**Saved entries**.
——————————

use thiserror::Error;

pub type Result<T> = std::result::Result<T, Error>;

/// Error kinds returned by worker-visible operations. Every variant formats
/// into the error string reported back to a client; variants other than
/// `Internal` are expected to occur in normal operation and are matched on by
/// callers (e.g. the fan-out loop treats `NotFound` as a per-node error
/// rather than a bug).
#[derive(Debug, Error)]
pub enum Error {
    #[error("{0}")]
    InvalidInput(String),
    #[error("host '{host}' unreachable: {source:#}")]
    HostUnreachable { host: String, source: eyre::Error },
    #[error("node '{0}' already exists")]
    AlreadyExists(String),
    #[error("node '{0}' not found")]
    NotFound(String),
    #[error("base image/domain '{0}' not available")]
    BaseMissing(String),
    #[error("driver error: {0}")]
    DriverError(String),
    #[error("hook failed: {0}")]
    HookFailed(String),
    #[error("internal error: {0:#}")]
    Internal(#[from] eyre::Error),
}

impl Error {
    /// The per-node error string format used throughout the fan-out
    /// protocol: `"Error: <message> (<node>)"`.
    pub fn for_node(&self, node: &str) -> String {
        format!("Error: {self} ({node})")
    }
}
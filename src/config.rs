use std::path::PathBuf;

/// Application-level constants
pub const APP_NAME: &str = "CardioRisk";
pub const APP_VERSION: &str = env!("CARGO_PKG_VERSION");

/// Environment variable overriding the data directory.
pub const DATA_DIR_ENV: &str = "CARDIORISK_DATA_DIR";

/// Log filter used when `RUST_LOG` is unset.
pub fn default_log_filter() -> &'static str {
    "warn,cardiorisk_lib=info"
}

/// Get the application data directory
/// `$CARDIORISK_DATA_DIR` when set, otherwise ~/CardioRisk/
pub fn app_data_dir() -> PathBuf {
    if let Some(dir) = std::env::var_os(DATA_DIR_ENV).filter(|d| !d.is_empty()) {
        return PathBuf::from(dir);
    }
    dirs::home_dir()
        .unwrap_or_else(|| PathBuf::from("."))
        .join(APP_NAME)
}

#[cfg(test)]
mod tests {
    use super::*;

    #[test]
    fn app_data_dir_ends_with_app_name_by_default() {
        if std::env::var_os(DATA_DIR_ENV).is_none() {
            assert!(app_data_dir().ends_with("CardioRisk"));
        }
    }

    #[test]
    fn default_filter_scopes_crate() {
        assert!(default_log_filter().contains("cardiorisk_lib"));
    }

    #[test]
    fn app_version_matches_cargo() {
        assert_eq!(APP_VERSION, "0.6.0");
    }
}
//! Input and output vocabulary shared by the scoring models.
//!
//! Raw caller-supplied records (`ClinicalProfile`, `LimbAssessmentInput`,
//! `InrReading`) and the closed tag enums they resolve into.

mod anticoagulation;
pub mod enums;
mod limb;
mod profile;

pub use anticoagulation::*;
pub use enums::*;
pub use limb::*;
pub use profile::*;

——————————

**What you have to do**. Repeat the whole of the data above exactly, keeping every word.

**Response box**.
use thiserror::Error;

pub type Result<T> = std::result::Result<T, Error>;

/// Error kinds returned by worker-visible operations. Every variant formats
/// into the error string reported back to a client; variants other than
/// `Internal` are expected to occur in normal operation and are matched on by
/// callers (e.g. the fan-out loop treats `NotFound` as a per-node error
/// rather than a bug).
#[derive(Debug, Error)]
pub enum Error {
    #[error("{0}")]
    InvalidInput(String),
    #[error("host '{host}' unreachable: {source:#}")]
    HostUnreachable { host: String, source: eyre::Error },
    #[error("node '{0}' already exists")]
    AlreadyExists(String),
    #[error("node '{0}' not found")]
    NotFound(String),
    #[error("base image/domain '{0}' not available")]
    BaseMissing(String),
    #[error("driver error: {0}")]
    DriverError(String),
    #[error("hook failed: {0}")]
    HookFailed(String),
    #[error("internal error: {0:#}")]
    Internal(#[from] eyre::Error),
}

impl Error {
    /// The per-node error string format used throughout the fan-out
    /// protocol: `"Error: <message> (<node>)"`.
    pub fn for_node(&self, node: &str) -> String {
        format!("Error: {self} ({node})")
    }
}
filename src/config.rs
use std::path::PathBuf;

/// Application-level constants
pub const APP_NAME: &str = "CardioRisk";
pub const APP_VERSION: &str = env!("CARGO_PKG_VERSION");

/// Environment variable overriding the data directory.
pub const DATA_DIR_ENV: &str = "CARDIORISK_DATA_DIR";

/// Log filter used when `RUST_LOG` is unset.
pub fn default_log_filter() -> &'static str {
    "warn,cardiorisk_lib=info"
}

/// Get the application data directory
/// `$CARDIORISK_DATA_DIR` when set, otherwise ~/CardioRisk/
pub fn app_data_dir() -> PathBuf {
    if let Some(dir) = std::env::var_os(DATA_DIR_ENV).filter(|d| !d.is_empty()) {
        return PathBuf::from(dir);
    }
    dirs::home_dir()
        .unwrap_or_else(|| PathBuf::from("."))
        .join(APP_NAME)
}

#[cfg(test)]
mod tests {
    use super::*;

    #[test]
    fn app_data_dir_ends_with_app_name_by_default() {
        if std::env::var_os(DATA_DIR_ENV).is_none() {
            assert!(app_data_dir().ends_with("CardioRisk"));
        }
    }

    #[test]
    fn default_filter_scopes_crate() {
        assert!(default_log_filter().contains("cardiorisk_lib"));
    }

    #[test]
    fn app_version_matches_cargo() {
        assert_eq!(APP_VERSION, "0.6.0");
    }
}
//! Input and output vocabulary shared by the scoring models.
//!
//! Raw caller-supplied records (`ClinicalProfile`, `LimbAssessmentInput`,
//! `InrReading`) and the closed tag enums they resolve into.

mod anticoagulation;
pub mod enums;
mod limb;
mod profile;

pub use anticoagulation::*;
pub use enums::*;
pub use limb::*;
pub use profile::*;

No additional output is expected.